Which lines of the entries hold the string "ReplayBuffer"? Copy each one.

(Data extracted from a collection)
■ ■ ■ ■
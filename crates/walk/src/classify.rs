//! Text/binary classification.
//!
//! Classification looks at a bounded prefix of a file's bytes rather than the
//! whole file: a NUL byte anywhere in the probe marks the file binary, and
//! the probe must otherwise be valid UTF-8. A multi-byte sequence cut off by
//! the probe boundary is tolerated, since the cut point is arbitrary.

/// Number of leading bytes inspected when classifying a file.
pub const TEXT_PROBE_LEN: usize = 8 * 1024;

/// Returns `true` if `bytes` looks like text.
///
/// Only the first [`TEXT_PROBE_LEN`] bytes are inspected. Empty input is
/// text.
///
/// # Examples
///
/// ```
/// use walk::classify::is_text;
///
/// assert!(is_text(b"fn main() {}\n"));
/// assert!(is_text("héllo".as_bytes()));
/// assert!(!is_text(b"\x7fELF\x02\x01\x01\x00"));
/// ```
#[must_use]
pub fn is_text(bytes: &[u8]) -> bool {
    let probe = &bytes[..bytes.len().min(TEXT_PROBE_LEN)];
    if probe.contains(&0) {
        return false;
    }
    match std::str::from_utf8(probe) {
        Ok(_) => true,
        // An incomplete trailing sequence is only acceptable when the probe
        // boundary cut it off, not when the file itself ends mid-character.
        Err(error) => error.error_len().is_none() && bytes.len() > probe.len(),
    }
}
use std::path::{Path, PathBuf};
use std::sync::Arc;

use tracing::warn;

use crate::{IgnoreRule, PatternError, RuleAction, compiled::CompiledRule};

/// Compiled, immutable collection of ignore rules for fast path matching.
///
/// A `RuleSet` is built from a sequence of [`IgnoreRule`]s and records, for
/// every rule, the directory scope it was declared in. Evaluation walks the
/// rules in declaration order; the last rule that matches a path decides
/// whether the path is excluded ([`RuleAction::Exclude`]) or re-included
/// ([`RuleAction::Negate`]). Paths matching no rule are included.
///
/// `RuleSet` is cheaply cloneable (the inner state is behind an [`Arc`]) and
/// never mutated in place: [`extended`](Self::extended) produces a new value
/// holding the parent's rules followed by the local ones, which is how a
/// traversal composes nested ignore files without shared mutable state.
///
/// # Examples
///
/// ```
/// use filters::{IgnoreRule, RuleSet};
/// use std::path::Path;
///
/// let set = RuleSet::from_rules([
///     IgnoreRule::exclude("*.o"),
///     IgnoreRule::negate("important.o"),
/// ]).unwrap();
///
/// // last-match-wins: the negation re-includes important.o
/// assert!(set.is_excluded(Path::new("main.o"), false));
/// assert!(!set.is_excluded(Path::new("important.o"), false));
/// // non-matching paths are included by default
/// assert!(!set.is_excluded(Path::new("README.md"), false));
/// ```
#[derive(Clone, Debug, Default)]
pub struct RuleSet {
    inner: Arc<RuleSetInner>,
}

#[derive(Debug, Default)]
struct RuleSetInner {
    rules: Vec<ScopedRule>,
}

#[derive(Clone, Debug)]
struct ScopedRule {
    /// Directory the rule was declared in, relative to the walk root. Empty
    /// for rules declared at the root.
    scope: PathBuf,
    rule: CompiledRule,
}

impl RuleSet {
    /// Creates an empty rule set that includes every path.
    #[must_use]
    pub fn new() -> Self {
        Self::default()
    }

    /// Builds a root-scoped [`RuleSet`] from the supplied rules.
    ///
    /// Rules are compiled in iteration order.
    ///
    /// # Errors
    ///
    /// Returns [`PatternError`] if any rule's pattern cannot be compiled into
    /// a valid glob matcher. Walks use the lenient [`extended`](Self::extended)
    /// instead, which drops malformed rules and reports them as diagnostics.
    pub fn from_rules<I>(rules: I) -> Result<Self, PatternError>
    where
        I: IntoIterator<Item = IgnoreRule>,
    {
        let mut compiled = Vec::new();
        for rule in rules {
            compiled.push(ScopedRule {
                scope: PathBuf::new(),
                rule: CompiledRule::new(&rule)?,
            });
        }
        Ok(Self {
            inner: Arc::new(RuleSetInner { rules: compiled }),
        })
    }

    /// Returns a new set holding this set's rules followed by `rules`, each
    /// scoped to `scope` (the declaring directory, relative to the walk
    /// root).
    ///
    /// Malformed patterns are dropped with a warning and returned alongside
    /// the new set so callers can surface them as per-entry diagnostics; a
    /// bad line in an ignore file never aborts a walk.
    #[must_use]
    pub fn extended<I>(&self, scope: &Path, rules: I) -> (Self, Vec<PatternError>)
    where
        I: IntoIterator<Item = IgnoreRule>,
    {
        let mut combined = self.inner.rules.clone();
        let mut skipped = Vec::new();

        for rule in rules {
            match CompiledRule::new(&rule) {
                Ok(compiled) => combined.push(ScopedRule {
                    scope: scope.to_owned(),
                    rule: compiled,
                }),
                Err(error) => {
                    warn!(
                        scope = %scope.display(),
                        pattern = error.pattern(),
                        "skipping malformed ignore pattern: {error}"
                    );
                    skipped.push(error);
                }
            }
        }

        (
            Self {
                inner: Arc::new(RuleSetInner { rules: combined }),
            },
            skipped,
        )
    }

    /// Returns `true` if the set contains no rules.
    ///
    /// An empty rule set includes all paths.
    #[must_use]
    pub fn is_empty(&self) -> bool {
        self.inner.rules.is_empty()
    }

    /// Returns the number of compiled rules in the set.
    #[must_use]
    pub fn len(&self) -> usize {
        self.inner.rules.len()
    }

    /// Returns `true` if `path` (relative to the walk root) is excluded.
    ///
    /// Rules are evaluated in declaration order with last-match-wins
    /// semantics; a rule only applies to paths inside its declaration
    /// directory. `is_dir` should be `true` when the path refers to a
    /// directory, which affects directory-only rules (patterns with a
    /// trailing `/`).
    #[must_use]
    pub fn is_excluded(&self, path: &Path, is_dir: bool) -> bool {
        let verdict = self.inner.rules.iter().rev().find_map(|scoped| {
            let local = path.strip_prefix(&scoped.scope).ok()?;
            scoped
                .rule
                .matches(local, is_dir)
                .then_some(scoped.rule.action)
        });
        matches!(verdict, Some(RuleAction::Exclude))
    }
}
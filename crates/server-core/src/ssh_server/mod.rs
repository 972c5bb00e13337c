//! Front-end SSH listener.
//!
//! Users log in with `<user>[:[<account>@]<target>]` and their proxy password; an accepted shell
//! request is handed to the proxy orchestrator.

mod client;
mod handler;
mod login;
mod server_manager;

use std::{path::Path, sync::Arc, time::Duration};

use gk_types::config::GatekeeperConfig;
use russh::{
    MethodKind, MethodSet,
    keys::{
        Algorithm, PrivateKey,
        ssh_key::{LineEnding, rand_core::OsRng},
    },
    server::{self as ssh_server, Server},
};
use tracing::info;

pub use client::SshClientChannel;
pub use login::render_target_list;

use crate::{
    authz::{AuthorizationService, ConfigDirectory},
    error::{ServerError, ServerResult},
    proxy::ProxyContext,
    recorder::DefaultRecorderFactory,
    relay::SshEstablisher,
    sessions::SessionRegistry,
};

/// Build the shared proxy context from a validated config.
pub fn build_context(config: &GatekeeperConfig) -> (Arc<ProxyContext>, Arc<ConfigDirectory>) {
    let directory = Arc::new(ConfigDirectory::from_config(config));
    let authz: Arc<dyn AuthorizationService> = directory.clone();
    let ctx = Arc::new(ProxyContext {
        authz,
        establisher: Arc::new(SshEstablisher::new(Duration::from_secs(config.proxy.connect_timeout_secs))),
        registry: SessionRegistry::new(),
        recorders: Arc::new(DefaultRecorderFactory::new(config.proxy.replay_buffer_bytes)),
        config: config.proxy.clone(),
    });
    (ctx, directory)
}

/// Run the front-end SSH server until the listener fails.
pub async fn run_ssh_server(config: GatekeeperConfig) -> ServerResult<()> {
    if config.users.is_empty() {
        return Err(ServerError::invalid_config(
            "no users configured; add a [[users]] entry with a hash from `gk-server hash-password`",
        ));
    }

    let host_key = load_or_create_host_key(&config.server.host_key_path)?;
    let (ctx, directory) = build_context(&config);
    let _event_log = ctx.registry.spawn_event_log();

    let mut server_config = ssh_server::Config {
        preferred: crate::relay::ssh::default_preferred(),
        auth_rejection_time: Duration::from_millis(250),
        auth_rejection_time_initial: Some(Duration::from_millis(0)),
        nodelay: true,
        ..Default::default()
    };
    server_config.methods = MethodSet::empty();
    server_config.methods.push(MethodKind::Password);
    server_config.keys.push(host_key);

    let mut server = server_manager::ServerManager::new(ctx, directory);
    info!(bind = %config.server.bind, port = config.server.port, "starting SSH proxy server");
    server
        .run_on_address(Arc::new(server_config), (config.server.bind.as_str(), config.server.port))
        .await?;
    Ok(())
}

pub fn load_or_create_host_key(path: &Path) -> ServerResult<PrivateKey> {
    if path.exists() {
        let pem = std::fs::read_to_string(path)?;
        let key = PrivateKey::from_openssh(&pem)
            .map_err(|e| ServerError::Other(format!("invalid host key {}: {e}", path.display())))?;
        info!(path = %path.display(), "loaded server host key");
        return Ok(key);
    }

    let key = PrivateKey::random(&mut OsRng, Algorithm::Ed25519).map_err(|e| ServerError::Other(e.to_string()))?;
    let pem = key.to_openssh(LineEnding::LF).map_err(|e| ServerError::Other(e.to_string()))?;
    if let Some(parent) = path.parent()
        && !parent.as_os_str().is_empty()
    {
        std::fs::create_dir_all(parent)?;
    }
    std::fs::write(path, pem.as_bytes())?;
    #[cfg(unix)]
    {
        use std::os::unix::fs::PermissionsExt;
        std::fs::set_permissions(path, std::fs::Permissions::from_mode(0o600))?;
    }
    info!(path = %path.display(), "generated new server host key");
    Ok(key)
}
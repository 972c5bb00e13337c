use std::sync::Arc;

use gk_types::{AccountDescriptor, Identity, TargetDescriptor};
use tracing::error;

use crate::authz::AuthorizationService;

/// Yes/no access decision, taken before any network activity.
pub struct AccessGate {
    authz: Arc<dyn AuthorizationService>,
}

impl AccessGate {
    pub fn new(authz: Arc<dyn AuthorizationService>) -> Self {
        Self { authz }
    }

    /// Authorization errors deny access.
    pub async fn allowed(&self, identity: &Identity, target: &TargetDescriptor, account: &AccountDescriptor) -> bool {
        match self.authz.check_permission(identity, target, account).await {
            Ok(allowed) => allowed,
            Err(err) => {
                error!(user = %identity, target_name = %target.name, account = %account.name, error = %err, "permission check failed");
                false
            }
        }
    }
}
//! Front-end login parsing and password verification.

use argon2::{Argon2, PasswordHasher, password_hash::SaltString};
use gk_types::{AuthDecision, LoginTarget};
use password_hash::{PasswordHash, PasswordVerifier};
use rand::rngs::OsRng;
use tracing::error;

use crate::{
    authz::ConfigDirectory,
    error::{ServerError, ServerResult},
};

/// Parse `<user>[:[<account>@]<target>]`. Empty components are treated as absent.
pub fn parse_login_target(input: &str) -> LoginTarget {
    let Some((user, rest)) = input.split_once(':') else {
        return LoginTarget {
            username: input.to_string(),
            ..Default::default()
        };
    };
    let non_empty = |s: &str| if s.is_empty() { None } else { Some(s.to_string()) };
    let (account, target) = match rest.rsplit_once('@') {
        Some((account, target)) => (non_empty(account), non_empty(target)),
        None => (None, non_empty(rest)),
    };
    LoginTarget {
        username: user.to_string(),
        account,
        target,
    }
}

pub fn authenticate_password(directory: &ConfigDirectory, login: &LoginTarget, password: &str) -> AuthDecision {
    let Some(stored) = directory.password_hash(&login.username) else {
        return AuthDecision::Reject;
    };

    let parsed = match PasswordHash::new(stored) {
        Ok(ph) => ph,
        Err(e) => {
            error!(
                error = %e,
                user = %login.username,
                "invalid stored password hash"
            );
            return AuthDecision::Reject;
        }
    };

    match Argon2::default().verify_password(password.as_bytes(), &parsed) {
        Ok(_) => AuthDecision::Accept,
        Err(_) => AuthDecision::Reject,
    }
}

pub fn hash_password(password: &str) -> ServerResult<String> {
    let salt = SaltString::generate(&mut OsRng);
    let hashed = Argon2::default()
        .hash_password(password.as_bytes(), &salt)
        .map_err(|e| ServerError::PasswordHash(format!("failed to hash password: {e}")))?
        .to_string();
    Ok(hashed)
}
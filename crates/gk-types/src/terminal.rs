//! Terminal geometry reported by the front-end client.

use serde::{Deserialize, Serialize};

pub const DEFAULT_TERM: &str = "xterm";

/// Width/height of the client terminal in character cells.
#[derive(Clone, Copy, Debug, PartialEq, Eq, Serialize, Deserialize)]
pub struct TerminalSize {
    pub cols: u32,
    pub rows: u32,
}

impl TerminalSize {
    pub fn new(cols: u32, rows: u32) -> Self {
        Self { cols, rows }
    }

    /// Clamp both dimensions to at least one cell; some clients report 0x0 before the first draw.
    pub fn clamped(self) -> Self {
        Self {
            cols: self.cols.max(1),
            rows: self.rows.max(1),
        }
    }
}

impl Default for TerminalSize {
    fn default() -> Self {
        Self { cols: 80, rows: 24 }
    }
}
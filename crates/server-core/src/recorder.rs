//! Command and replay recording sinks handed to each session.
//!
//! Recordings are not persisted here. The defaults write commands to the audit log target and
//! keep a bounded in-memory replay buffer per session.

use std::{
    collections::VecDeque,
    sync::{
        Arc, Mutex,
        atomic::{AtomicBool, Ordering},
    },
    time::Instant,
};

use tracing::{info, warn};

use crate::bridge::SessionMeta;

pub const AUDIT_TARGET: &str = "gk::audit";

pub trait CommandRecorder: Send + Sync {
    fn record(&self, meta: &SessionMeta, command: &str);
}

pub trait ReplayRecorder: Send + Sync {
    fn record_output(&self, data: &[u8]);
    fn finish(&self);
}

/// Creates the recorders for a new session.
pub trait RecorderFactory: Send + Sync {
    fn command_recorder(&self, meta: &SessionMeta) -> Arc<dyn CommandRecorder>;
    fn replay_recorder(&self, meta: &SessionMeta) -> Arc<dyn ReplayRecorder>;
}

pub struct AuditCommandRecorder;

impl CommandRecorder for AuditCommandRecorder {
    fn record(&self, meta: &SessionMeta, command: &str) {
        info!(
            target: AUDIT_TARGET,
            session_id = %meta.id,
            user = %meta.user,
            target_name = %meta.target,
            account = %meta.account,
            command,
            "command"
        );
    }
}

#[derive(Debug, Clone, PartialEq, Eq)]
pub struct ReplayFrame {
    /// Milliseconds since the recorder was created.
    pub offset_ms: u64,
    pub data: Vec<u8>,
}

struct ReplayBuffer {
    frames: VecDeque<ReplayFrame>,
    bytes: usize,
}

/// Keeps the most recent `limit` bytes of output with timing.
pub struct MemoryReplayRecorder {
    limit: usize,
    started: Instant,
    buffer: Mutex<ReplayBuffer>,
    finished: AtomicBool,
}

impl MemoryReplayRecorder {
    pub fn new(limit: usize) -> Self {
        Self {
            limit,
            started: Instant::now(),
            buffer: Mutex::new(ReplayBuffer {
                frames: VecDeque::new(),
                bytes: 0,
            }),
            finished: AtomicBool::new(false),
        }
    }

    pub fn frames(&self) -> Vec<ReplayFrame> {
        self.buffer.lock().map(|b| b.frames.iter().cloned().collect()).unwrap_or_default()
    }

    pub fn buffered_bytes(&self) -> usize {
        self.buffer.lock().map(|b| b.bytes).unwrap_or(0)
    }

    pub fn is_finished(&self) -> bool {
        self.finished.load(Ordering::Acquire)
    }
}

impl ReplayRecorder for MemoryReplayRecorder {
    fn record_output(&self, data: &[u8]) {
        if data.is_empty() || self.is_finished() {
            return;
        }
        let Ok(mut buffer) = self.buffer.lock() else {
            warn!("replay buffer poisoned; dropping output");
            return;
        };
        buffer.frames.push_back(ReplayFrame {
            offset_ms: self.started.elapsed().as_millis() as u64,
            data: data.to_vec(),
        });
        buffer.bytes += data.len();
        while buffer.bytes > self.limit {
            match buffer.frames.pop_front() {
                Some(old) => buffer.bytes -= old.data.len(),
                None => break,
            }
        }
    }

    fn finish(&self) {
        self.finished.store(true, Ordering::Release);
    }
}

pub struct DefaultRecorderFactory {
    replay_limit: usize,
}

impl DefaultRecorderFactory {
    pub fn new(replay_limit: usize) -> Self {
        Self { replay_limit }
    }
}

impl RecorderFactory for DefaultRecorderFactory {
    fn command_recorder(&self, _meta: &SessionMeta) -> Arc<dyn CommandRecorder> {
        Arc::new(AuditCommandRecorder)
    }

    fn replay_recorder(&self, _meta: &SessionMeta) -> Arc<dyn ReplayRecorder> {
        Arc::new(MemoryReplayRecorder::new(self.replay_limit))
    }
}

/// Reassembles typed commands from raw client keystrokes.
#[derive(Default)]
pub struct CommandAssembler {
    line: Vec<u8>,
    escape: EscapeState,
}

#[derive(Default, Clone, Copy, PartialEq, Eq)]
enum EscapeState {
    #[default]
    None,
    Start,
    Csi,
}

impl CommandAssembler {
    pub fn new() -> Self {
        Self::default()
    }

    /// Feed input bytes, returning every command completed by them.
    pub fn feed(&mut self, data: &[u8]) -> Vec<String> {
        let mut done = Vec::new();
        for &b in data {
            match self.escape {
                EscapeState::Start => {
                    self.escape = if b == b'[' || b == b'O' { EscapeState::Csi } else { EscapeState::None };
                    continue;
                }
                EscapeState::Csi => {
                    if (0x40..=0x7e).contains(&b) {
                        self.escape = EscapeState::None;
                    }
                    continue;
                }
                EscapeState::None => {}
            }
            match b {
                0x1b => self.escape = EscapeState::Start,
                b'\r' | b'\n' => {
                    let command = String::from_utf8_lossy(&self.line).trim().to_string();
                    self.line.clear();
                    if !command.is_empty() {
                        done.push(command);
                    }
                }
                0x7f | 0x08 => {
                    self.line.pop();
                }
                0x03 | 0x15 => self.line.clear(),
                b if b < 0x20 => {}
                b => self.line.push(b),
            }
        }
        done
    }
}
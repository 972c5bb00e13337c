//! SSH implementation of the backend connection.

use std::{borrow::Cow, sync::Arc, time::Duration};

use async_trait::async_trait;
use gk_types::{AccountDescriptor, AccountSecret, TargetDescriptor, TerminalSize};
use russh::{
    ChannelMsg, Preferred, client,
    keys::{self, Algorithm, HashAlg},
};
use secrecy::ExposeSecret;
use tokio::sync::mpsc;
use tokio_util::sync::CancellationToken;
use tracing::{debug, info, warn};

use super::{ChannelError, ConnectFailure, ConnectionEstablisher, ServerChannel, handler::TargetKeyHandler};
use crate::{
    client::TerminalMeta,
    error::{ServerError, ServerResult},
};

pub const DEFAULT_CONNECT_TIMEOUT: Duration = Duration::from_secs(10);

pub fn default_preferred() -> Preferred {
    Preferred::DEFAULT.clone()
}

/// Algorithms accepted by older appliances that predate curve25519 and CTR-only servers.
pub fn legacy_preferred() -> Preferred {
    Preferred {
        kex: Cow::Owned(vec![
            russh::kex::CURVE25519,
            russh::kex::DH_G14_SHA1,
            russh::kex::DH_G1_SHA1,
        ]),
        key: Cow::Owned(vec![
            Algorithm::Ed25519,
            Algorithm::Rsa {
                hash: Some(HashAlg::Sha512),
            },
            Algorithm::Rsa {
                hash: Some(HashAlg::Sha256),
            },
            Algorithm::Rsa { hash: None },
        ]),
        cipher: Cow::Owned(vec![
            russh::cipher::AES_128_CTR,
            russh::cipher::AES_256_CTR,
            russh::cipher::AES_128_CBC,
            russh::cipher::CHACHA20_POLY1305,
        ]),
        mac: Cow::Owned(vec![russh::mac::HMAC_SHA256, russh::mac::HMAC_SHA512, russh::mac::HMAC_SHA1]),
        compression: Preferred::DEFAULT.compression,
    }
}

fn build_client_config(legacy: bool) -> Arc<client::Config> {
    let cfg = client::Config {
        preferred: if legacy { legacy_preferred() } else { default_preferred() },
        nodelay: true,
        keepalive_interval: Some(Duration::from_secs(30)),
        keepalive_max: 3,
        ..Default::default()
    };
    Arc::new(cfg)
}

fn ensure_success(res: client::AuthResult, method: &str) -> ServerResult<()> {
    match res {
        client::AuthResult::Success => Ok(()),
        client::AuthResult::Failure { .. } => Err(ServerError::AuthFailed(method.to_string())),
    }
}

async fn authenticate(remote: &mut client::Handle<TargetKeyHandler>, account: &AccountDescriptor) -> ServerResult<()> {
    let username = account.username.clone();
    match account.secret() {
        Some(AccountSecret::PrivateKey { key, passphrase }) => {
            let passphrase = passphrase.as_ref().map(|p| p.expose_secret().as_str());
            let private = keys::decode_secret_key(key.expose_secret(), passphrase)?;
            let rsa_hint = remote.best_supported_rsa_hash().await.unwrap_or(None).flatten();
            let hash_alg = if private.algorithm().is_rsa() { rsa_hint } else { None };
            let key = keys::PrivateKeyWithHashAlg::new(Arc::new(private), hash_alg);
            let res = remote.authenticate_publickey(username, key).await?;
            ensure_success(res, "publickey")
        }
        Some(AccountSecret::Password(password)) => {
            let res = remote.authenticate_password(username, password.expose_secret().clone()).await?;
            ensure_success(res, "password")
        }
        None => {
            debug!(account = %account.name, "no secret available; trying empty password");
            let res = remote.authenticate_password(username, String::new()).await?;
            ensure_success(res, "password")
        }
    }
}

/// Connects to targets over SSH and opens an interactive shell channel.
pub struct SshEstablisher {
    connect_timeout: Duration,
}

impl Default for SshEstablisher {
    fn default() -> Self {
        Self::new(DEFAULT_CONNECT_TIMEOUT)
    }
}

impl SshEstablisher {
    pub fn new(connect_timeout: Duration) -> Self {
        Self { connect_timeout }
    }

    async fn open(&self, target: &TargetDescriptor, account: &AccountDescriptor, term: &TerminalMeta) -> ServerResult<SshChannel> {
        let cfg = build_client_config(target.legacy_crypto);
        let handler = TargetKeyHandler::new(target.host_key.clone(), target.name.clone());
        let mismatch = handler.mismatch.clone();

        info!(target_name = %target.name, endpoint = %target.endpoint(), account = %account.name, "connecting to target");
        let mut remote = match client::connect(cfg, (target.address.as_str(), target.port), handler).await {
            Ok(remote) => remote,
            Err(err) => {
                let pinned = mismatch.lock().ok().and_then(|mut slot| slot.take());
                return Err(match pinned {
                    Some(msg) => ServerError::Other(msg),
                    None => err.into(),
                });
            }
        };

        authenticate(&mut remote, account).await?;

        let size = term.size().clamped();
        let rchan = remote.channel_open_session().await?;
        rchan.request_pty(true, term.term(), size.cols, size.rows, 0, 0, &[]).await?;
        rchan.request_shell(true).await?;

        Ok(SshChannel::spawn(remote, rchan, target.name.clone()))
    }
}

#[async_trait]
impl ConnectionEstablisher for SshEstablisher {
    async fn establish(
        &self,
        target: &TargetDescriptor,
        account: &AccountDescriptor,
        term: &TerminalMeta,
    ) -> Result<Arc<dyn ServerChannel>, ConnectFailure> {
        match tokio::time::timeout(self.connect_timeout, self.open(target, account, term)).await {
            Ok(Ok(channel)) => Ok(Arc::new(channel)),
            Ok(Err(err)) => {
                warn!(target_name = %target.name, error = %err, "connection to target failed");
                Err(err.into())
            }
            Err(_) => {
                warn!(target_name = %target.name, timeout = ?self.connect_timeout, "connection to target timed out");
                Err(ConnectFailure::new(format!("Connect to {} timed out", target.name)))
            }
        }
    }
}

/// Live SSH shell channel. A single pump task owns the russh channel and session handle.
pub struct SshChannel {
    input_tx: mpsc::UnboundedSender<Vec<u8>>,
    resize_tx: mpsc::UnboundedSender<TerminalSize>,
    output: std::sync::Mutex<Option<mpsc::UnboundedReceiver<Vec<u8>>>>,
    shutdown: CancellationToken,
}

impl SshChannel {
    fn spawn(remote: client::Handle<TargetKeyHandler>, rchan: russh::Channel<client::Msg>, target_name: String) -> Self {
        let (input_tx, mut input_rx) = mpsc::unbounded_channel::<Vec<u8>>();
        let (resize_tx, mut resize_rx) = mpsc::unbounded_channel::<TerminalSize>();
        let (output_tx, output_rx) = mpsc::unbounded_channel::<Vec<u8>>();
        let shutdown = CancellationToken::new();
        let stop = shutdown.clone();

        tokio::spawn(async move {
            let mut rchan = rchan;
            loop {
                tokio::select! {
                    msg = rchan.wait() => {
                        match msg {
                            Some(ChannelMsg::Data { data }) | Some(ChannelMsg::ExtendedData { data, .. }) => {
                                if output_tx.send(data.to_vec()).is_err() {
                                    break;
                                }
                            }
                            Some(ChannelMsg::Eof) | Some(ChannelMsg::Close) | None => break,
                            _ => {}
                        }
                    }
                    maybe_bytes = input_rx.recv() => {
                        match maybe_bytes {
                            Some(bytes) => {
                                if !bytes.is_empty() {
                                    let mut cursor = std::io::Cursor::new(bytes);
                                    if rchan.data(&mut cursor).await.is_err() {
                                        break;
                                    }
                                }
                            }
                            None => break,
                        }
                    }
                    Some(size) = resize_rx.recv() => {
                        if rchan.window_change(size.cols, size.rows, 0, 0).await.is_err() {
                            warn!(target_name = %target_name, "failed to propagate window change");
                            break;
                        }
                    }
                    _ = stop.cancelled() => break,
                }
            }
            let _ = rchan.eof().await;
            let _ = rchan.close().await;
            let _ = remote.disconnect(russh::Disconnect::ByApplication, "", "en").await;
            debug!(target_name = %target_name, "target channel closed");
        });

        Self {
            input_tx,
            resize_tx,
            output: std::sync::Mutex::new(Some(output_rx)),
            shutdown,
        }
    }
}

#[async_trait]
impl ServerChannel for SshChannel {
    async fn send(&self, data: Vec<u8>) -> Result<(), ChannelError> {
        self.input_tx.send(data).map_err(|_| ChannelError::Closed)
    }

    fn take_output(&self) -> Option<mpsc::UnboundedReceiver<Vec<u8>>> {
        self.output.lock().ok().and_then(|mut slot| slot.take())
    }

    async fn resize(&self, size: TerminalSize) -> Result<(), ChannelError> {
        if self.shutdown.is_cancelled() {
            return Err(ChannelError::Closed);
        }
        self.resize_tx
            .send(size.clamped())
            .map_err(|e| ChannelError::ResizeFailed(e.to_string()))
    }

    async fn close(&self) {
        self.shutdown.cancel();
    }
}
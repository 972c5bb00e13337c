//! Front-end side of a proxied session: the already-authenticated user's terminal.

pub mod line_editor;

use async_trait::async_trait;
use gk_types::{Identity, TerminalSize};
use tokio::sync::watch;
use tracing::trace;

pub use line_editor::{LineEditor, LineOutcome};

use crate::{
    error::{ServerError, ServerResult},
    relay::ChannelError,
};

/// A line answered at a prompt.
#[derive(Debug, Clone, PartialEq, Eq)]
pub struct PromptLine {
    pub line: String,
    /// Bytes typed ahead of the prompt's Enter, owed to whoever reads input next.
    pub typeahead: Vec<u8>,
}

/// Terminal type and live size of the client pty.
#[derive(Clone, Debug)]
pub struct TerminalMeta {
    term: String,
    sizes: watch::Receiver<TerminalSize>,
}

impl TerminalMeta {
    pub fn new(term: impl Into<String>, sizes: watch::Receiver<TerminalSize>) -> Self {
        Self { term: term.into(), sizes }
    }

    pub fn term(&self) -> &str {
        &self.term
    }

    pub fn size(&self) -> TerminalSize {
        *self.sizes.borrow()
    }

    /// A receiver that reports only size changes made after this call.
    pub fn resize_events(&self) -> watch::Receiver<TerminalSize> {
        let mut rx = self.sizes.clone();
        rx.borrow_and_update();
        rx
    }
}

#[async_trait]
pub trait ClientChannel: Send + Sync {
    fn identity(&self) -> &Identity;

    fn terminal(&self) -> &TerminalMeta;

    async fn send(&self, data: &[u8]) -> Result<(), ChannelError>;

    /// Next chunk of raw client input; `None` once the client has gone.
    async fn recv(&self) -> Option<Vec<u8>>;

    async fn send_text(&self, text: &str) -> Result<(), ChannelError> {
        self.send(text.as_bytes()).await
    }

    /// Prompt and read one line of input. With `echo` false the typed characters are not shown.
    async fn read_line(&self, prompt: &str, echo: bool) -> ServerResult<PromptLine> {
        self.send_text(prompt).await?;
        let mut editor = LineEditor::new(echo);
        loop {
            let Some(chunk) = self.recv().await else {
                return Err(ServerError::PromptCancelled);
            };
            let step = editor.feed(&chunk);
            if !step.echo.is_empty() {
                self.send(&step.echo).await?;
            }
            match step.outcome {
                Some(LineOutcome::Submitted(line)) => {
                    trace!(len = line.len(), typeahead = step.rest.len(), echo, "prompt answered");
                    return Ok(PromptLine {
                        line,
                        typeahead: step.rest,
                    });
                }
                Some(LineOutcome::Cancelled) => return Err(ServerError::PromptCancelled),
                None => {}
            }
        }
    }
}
■ ■ ■ ■
### Task result
struct ReplayBuffer {
    buffer: Mutex<ReplayBuffer>,
            buffer: Mutex::new(ReplayBuffer {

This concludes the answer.